Records drawn from a dataset:
★ ★ ★

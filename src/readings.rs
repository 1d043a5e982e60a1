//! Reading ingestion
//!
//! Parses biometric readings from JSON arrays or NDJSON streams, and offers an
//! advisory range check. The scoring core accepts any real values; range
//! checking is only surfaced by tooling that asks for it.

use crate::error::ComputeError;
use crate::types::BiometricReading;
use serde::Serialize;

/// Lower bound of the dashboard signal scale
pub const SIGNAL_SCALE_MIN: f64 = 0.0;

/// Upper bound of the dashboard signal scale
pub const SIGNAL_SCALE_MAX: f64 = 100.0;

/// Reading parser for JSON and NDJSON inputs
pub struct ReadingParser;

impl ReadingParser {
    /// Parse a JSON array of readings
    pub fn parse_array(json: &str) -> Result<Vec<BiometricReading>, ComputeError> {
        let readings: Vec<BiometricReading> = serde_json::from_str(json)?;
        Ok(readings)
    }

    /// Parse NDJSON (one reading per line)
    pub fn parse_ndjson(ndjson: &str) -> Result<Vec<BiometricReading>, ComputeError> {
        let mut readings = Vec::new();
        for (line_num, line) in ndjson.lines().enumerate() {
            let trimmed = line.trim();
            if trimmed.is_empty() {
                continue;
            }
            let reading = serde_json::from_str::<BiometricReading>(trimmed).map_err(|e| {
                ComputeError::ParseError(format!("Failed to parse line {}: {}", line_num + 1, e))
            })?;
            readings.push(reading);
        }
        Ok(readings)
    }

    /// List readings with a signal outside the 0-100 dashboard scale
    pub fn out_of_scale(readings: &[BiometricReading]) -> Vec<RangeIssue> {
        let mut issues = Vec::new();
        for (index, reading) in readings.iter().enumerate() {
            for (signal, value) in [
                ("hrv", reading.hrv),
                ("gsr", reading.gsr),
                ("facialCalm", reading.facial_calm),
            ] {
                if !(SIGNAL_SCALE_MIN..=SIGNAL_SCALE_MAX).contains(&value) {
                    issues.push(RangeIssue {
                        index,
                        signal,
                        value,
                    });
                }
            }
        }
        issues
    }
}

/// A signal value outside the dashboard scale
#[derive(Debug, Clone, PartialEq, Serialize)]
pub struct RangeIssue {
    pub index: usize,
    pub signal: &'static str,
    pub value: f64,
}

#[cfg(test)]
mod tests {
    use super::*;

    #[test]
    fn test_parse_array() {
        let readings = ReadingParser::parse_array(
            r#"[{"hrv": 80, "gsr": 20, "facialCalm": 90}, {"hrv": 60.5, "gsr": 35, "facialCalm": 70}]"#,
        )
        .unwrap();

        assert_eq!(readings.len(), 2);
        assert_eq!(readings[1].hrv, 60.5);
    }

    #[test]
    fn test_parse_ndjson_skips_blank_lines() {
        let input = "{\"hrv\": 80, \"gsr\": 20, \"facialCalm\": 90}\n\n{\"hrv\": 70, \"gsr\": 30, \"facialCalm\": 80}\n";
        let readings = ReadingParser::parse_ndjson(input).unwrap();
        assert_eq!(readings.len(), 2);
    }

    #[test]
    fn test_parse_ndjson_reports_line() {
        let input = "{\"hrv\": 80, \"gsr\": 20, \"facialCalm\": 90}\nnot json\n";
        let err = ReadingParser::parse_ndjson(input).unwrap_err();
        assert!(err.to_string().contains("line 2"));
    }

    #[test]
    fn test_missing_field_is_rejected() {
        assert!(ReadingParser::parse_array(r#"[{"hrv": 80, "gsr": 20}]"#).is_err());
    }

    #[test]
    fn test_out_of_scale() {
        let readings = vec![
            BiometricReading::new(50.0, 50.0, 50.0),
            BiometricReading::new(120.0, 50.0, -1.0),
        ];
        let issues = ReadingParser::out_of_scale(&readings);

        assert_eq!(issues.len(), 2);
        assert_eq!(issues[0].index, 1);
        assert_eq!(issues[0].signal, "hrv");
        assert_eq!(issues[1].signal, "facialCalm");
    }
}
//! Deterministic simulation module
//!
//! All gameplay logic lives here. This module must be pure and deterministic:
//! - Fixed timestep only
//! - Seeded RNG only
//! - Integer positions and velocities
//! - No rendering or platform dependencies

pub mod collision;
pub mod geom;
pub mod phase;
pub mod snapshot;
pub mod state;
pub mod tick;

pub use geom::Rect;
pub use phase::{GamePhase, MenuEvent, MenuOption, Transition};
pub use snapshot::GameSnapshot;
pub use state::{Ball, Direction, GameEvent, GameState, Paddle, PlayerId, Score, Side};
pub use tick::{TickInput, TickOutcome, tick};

★ ★ ★

• What the task requires: Please return every line in the data that includes the string "phase".

• Result of this task:
pub mod phase;
pub use phase::{GamePhase, MenuEvent, MenuOption, Transition};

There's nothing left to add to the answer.